//! Built-in site templates using the Tera template engine
//!
//! Templates are embedded in the binary, so the server needs nothing on disk
//! besides its content directory and static assets.

use anyhow::Result;
use serde::Serialize;
use std::collections::HashMap;
use tera::{Context, Tera};

use crate::config::SiteConfig;
use crate::helpers::date::long_date;

/// Template renderer with the embedded site theme
pub struct TemplateRenderer {
    tera: Tera,
}

impl TemplateRenderer {
    /// Create a new renderer with all templates loaded
    pub fn new() -> Result<Self> {
        let mut tera = Tera::default();

        tera.add_raw_templates(vec![
            ("layout.html", include_str!("site/layout.html")),
            ("index.html", include_str!("site/index.html")),
            ("detail.html", include_str!("site/detail.html")),
            ("article.html", include_str!("site/article.html")),
        ])?;

        tera.register_filter("strip_html", strip_html_filter);
        tera.register_filter("truncate_chars", truncate_chars_filter);
        tera.register_filter("date_format", date_format_filter);

        Ok(Self { tera })
    }

    /// Render a template with given context
    pub fn render(&self, template_name: &str, context: &Context) -> Result<String> {
        Ok(self.tera.render(template_name, context)?)
    }
}

/// Start a context with the site data and page metadata every template needs
pub fn page_context(config: &SiteConfig, title: &str, description: &str) -> Context {
    let mut context = Context::new();
    context.insert("site", &SiteData::from(config));
    context.insert("title", title);
    context.insert("description", description);
    context
}

/// Tera filter: strip HTML tags
fn strip_html_filter(
    value: &tera::Value,
    _args: &HashMap<String, tera::Value>,
) -> tera::Result<tera::Value> {
    let s = tera::try_get_value!("strip_html", "value", String, value);
    let mut result = String::with_capacity(s.len());
    let mut in_tag = false;
    for c in s.chars() {
        match c {
            '<' => in_tag = true,
            '>' => in_tag = false,
            _ if !in_tag => result.push(c),
            _ => {}
        }
    }
    Ok(tera::Value::String(result))
}

/// Tera filter: truncate by character count
fn truncate_chars_filter(
    value: &tera::Value,
    args: &HashMap<String, tera::Value>,
) -> tera::Result<tera::Value> {
    let s = tera::try_get_value!("truncate_chars", "value", String, value);
    let length = match args.get("length") {
        Some(val) => tera::try_get_value!("truncate_chars", "length", usize, val),
        None => 150,
    };
    let omission = match args.get("omission") {
        Some(val) => tera::try_get_value!("truncate_chars", "omission", String, val),
        None => "...".to_string(),
    };

    if s.chars().count() <= length {
        Ok(tera::Value::String(s))
    } else {
        let truncated: String = s.chars().take(length).collect();
        Ok(tera::Value::String(format!(
            "{}{}",
            truncated.trim_end(),
            omission
        )))
    }
}

/// Tera filter: format a `YYYY-MM-DD` date string
fn date_format_filter(
    value: &tera::Value,
    args: &HashMap<String, tera::Value>,
) -> tera::Result<tera::Value> {
    let s = tera::try_get_value!("date_format", "value", String, value);
    let format = match args.get("format") {
        Some(val) => tera::try_get_value!("date_format", "format", String, val),
        None => "YYYY-MM-DD".to_string(),
    };

    if format == "LL" {
        return Ok(tera::Value::String(long_date(&s)));
    }

    Ok(tera::Value::String(s))
}

/// Site fields exposed to templates as `site`
#[derive(Debug, Clone, Serialize)]
pub struct SiteData {
    pub title: String,
    pub subtitle: String,
    pub description: String,
    pub author: String,
    pub url: String,
    pub language: String,
}

impl From<&SiteConfig> for SiteData {
    fn from(config: &SiteConfig) -> Self {
        Self {
            title: config.title.clone(),
            subtitle: config.subtitle.clone(),
            description: config.description.clone(),
            author: config.author.clone(),
            url: config.url.clone(),
            language: config.language.clone(),
        }
    }
}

══════════════════════════════

### WHAT YOU HAVE TO DO:
Once you reach the line containing "use serde::Serialize;", include it and stop; until then, reproduce each line of the listing from its start exactly.

### ANSWER SECTION:
//! Built-in site templates using the Tera template engine
//!
//! Templates are embedded in the binary, so the server needs nothing on disk
//! besides its content directory and static assets.

use anyhow::Result;
use serde::Serialize;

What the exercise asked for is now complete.